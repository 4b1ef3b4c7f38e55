//! Request dispatcher: one inbound message to one finished answer message.

use futures_util::{Stream, StreamExt};
use std::sync::Arc;
use std::time::Duration;
use tokio::time::Instant;

use super::aggregator::{AggregatorSettings, ChunkStep, StreamAggregator};
use super::display::{DisplayHandle, DisplayUpdater};
use super::filter;
use crate::channels::{ChannelHandle, InboundMessage};
use crate::config::{self, Config};
use crate::llm::{GenerationBackend, LlmError};

/// Placeholder shown while the first tokens are on their way.
pub const PLACEHOLDER_MESSAGE: &str = "Pensando...";

/// Reply when the generation service could not be reached.
pub const CONNECT_ERROR_MESSAGE: &str = "Ocorreu um erro ao tentar conectar com o Ollama. Verifique se ele está rodando e o modelo está disponível.";

/// Everything a cycle needs from configuration, resolved once at startup.
#[derive(Debug, Clone)]
pub struct RelaySettings {
    pub prefix: String,
    pub model: String,
    pub aggregator: AggregatorSettings,
    /// Give up on a stream that yields nothing for this long. `None` waits forever.
    pub idle_timeout: Option<Duration>,
}

impl RelaySettings {
    pub fn from_config(config: &Config) -> Self {
        Self {
            prefix: config::resolve_prefix(config),
            model: config::resolve_model(config),
            aggregator: AggregatorSettings {
                update_interval: Duration::from_millis(config.relay.update_interval_ms),
                // zero would truncate every answer to an empty edit
                max_display_len: config.relay.max_display_length.max(1),
            },
            idle_timeout: config::resolve_idle_timeout(config),
        }
    }
}

impl Default for RelaySettings {
    fn default() -> Self {
        Self {
            prefix: config::DEFAULT_PREFIX.to_string(),
            model: config::DEFAULT_MODEL.to_string(),
            aggregator: AggregatorSettings::default(),
            idle_timeout: None,
        }
    }
}

/// How a cycle ended.
#[derive(Debug, Clone, PartialEq, Eq)]
pub enum CycleOutcome {
    /// Not a command for us (bot author or no prefix).
    Ignored,
    /// Prefix without a question; usage hint sent.
    UsageHint,
    /// Generation service unreachable; error reply sent.
    ConnectFailed,
    /// Stream ended; the answer message shows this content.
    Completed(String),
    /// Stream broke or went idle; the answer message shows the error text.
    StreamFailed,
}

/// Runs cycles against an injected channel and generation backend.
pub struct Dispatcher<B> {
    channel: Arc<dyn ChannelHandle>,
    backend: B,
    settings: RelaySettings,
}

impl<B: GenerationBackend> Dispatcher<B> {
    pub fn new(channel: Arc<dyn ChannelHandle>, backend: B, settings: RelaySettings) -> Self {
        Self {
            channel,
            backend,
            settings,
        }
    }

    /// Process one inbound message: filter, placeholder, generate, stream edits.
    pub async fn handle(&self, msg: InboundMessage) -> CycleOutcome {
        if msg.author_is_bot {
            return CycleOutcome::Ignored;
        }
        let Some(prompt) = filter::strip_prefix(&msg.text, &self.settings.prefix) else {
            return CycleOutcome::Ignored;
        };
        if prompt.is_empty() {
            let hint = filter::usage_hint(&self.settings.prefix);
            if let Err(e) = self
                .channel
                .reply(&msg.conversation_id, &msg.message_id, &hint)
                .await
            {
                log::warn!("usage hint reply failed: {}", e);
            }
            return CycleOutcome::UsageHint;
        }

        log::info!(
            "{} prompt from {}: \"{}\"",
            msg.channel_id,
            msg.author_tag,
            prompt
        );

        if let Err(e) = self.channel.send_typing(&msg.conversation_id).await {
            log::debug!("typing indicator failed: {}", e);
        }

        let placeholder = match self
            .channel
            .reply(&msg.conversation_id, &msg.message_id, PLACEHOLDER_MESSAGE)
            .await
        {
            Ok(m) => m,
            Err(e) => {
                log::error!("creating placeholder message failed: {}", e);
                self.reply_connect_error(&msg).await;
                return CycleOutcome::ConnectFailed;
            }
        };

        let stream = match self
            .backend
            .generate_stream(&self.settings.model, prompt)
            .await
        {
            Ok(s) => s,
            Err(e) => {
                log::error!("generation request failed: {}", e);
                self.reply_connect_error(&msg).await;
                return CycleOutcome::ConnectFailed;
            }
        };

        let display = DisplayUpdater::spawn(self.channel.clone(), DisplayHandle(placeholder));
        let outcome = relay_stream(
            stream,
            display,
            self.settings.aggregator,
            self.settings.idle_timeout,
        )
        .await;
        if let CycleOutcome::Completed(ref shown) = outcome {
            log::info!(
                "stream finished for {}, {} characters shown",
                msg.author_tag,
                shown.chars().count()
            );
        }
        outcome
    }

    async fn reply_connect_error(&self, msg: &InboundMessage) {
        if let Err(e) = self
            .channel
            .reply(&msg.conversation_id, &msg.message_id, CONNECT_ERROR_MESSAGE)
            .await
        {
            log::warn!("error reply failed: {}", e);
        }
    }
}

/// Fold a generation byte stream through the aggregator, pushing flushes to `display`.
pub async fn relay_stream<S>(
    mut stream: S,
    display: DisplayUpdater,
    settings: AggregatorSettings,
    idle_timeout: Option<Duration>,
) -> CycleOutcome
where
    S: Stream<Item = Result<bytes::Bytes, LlmError>> + Unpin,
{
    let mut aggregator = StreamAggregator::new(settings, Instant::now());
    loop {
        let next = match idle_timeout {
            Some(limit) => match tokio::time::timeout(limit, stream.next()).await {
                Ok(next) => next,
                Err(_) => {
                    log::warn!("generation stream idle for {:?}, giving up", limit);
                    display.finish(aggregator.fail()).await;
                    return CycleOutcome::StreamFailed;
                }
            },
            None => stream.next().await,
        };
        match next {
            Some(Ok(chunk)) => match aggregator.on_chunk(&chunk, Instant::now()) {
                ChunkStep::Pending => {}
                ChunkStep::Flush(content) => display.push(content),
                ChunkStep::Done => break,
            },
            Some(Err(e)) => {
                log::error!("generation stream failed: {}", e);
                display.finish(aggregator.fail()).await;
                return CycleOutcome::StreamFailed;
            }
            None => break,
        }
    }
    let shown = aggregator.finish();
    display.finish(shown.clone()).await;
    CycleOutcome::Completed(shown)
}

--- --- ---

Task goal:
Copy the entries word for word. Start at the first line and end with the line containing "not be reached.".

Response:
repository 4b1ef3b4c7f38e55
//! Request dispatcher: one inbound message to one finished answer message.

use futures_util::{Stream, StreamExt};
use std::sync::Arc;
use std::time::Duration;
use tokio::time::Instant;

use super::aggregator::{AggregatorSettings, ChunkStep, StreamAggregator};
use super::display::{DisplayHandle, DisplayUpdater};
use super::filter;
use crate::channels::{ChannelHandle, InboundMessage};
use crate::config::{self, Config};
use crate::llm::{GenerationBackend, LlmError};

/// Placeholder shown while the first tokens are on their way.
pub const PLACEHOLDER_MESSAGE: &str = "Pensando...";

/// Reply when the generation service could not be reached.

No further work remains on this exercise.